Example: When the Workout Exposes a Wall
Take a workout where gymnastics became the limiter....26.2???
Maybe you hit a wall on pull-ups.
Maybe you couldn’t get your first muscle-up.
At the surface level, you might say:
“I need to work on gymnastics.”
But let’s go deeper.
- Was it actually your engine?
- Were you too fatigued by the time you got there?
- Is your nutrition supporting your performance?
Because if you’re carrying excess body fat, you’re essentially doing gymnastics movements with a weighted vest on.
So now the issue may not just be skill—it could be:
- Conditioning
- Or even nutrition
This is how you use the Open correctly.
Use Your Percentile Rankings—They Tell a Story
One of the most underutilized tools from the Open is your percentile ranking.
If you registered for the Open, you can go back and look at where you ranked in each workout—both worldwide and within your division.

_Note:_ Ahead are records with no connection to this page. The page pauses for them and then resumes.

pub mod config;
pub mod errors;
pub mod gateway;
pub mod logging;
pub mod orchestrator;
pub mod prompts;
pub mod tdd;
pub mod tracking;
pub mod ui;
pub mod util;
pub mod workspace;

And this matters more than people realize.
For example:
- Workout 1: 90th percentile
- Workout 2: 70th percentile
That gap is telling you something.
It means there is a clear difference in how you perform under different demands.
Now the question becomes:
- What was different about those workouts?
- Was it the movements?
- The loading?
- The time domain?
- The energy system required?
This is where real insight comes from.
Don’t just look at the number—study the difference.
That’s how you start identifying patterns in your fitness.

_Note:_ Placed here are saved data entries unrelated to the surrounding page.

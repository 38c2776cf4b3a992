//! Boundary to the external coding agent.
//!
//! A phase hands the agent instructions, a JSON schema for the answer, the
//! tools it may use, a working directory and a model, and gets back either a
//! structured value or nothing. Conversational turn-taking happens inside the
//! gateway implementation.
//!
//! Real implementation: [`claude::ClaudeGateway`]. Test double:
//! [`testing::ScriptedGateway`].

pub mod claude;
pub mod stream;
pub mod testing;

use std::path::PathBuf;

use async_trait::async_trait;
use schemars::JsonSchema;
use serde::de::DeserializeOwned;
use serde_json::Value;
use tracing::{debug, warn};

use crate::errors::GatewayError;

pub use claude::ClaudeGateway;

/// One request to the agent.
#[derive(Debug, Clone, PartialEq)]
pub struct AgentRequest {
    pub instructions: String,
    /// JSON schema the answer must satisfy.
    pub schema: Value,
    pub allowed_tools: Vec<String>,
    pub cwd: PathBuf,
    pub model: String,
}

impl AgentRequest {
    /// Build a request whose answer deserializes into `T`.
    pub fn for_output<T: JsonSchema>(
        instructions: impl Into<String>,
        allowed_tools: &[String],
        cwd: impl Into<PathBuf>,
        model: &str,
    ) -> Result<Self, GatewayError> {
        let schema = serde_json::to_value(schemars::schema_for!(T)).map_err(GatewayError::Schema)?;
        Ok(Self {
            instructions: instructions.into(),
            schema,
            allowed_tools: allowed_tools.to_vec(),
            cwd: cwd.into(),
            model: model.to_string(),
        })
    }
}

/// An agent that can answer a structured request.
///
/// `Ok(None)` means the agent ran but produced no structured result.
#[async_trait]
pub trait AgentGateway: Send + Sync {
    async fn invoke(&self, request: &AgentRequest) -> Result<Option<Value>, GatewayError>;
}

/// Ask the agent for a `T`, retrying up to `max_output_retries` extra times
/// when the answer is missing or does not fit the schema.
///
/// Returns `None` once retries are used up. Process failures are retried the
/// same way and never escape as errors: to the caller they are a failed phase.
pub async fn invoke_structured<T: DeserializeOwned>(
    gateway: &dyn AgentGateway,
    request: &AgentRequest,
    max_output_retries: u32,
) -> Option<T> {
    let attempts = max_output_retries + 1;
    for attempt in 1..=attempts {
        match gateway.invoke(request).await {
            Ok(Some(value)) => match serde_json::from_value::<T>(value) {
                Ok(parsed) => return Some(parsed),
                Err(e) => warn!(attempt, attempts, error = %e, "Agent output did not match schema"),
            },
            Ok(None) => warn!(attempt, attempts, "Agent returned no structured result"),
            Err(e) => warn!(attempt, attempts, error = %e, "Agent invocation failed"),
        }
        debug!(model = %request.model, cwd = %request.cwd.display(), "Retrying agent request");
    }
    None
}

Stop Cherry Picking—Start Training Like It Matters
Another big takeaway:
We have to stop cherry picking workouts.
Too many people check the app and decide whether or not they’re coming to the gym based on what’s programmed.
We need to throw that mindset away.
You don’t get better by avoiding your weaknesses.
You get better by confronting them.
👉 The days you don’t want to come in…
are probably the days you need the most.
Keep Testing Yourself (Not Just Once a Year)
The Open shouldn’t be the only time you test your fitness.
There are opportunities all year long:
- Local CrossFit competitions
- CrossFit Broken Chains own - "Battle of Narcoossee" (held in November)
- Olympic weightlifting meets
- Barbell Club cycles
These don’t have to be intimidating.
In reality, they’re low-risk, high-reward opportunities to:
- Experience a competitive environment
- Learn how you perform under pressure
- Continue gathering data about your fitness
The more you expose yourself to these moments, the more comfortable—and capable—you become.
Build What Broke Down
If a barbell felt heavy—we build strength.
If you had to break too often—we build capacity.
If skills limited you—we train them intentionally.
Nothing is random.
Everything is connected.
And everything the Open exposed can be improved.
The Unsexy Stuff Still Matters Most
If your nutrition isn’t dialed in…
If your sleep is inconsistent…
If your recovery is an afterthought…
You are capping your potential.
That’s why we continue to emphasize:
- Nutrition Habits Challenges
- Consistency in training
- Recovery and lifestyle habits
Because that’s the foundation everything else is built on.
Final Thought: Don’t Waste This
The Open gave you clarity.
It showed you exactly where you are.
Now the responsibility is yours.
Don’t let this just be something you did for fun.
Don’t let it be something you forget in a week.
Take what you learned.
Apply it.
Train with intention.
Because the athletes who improve year after year aren’t the ones who just show up for the Open…
They’re the ones who use it.
And at CrossFit Broken Chains, that’s exactly what we’re going to do.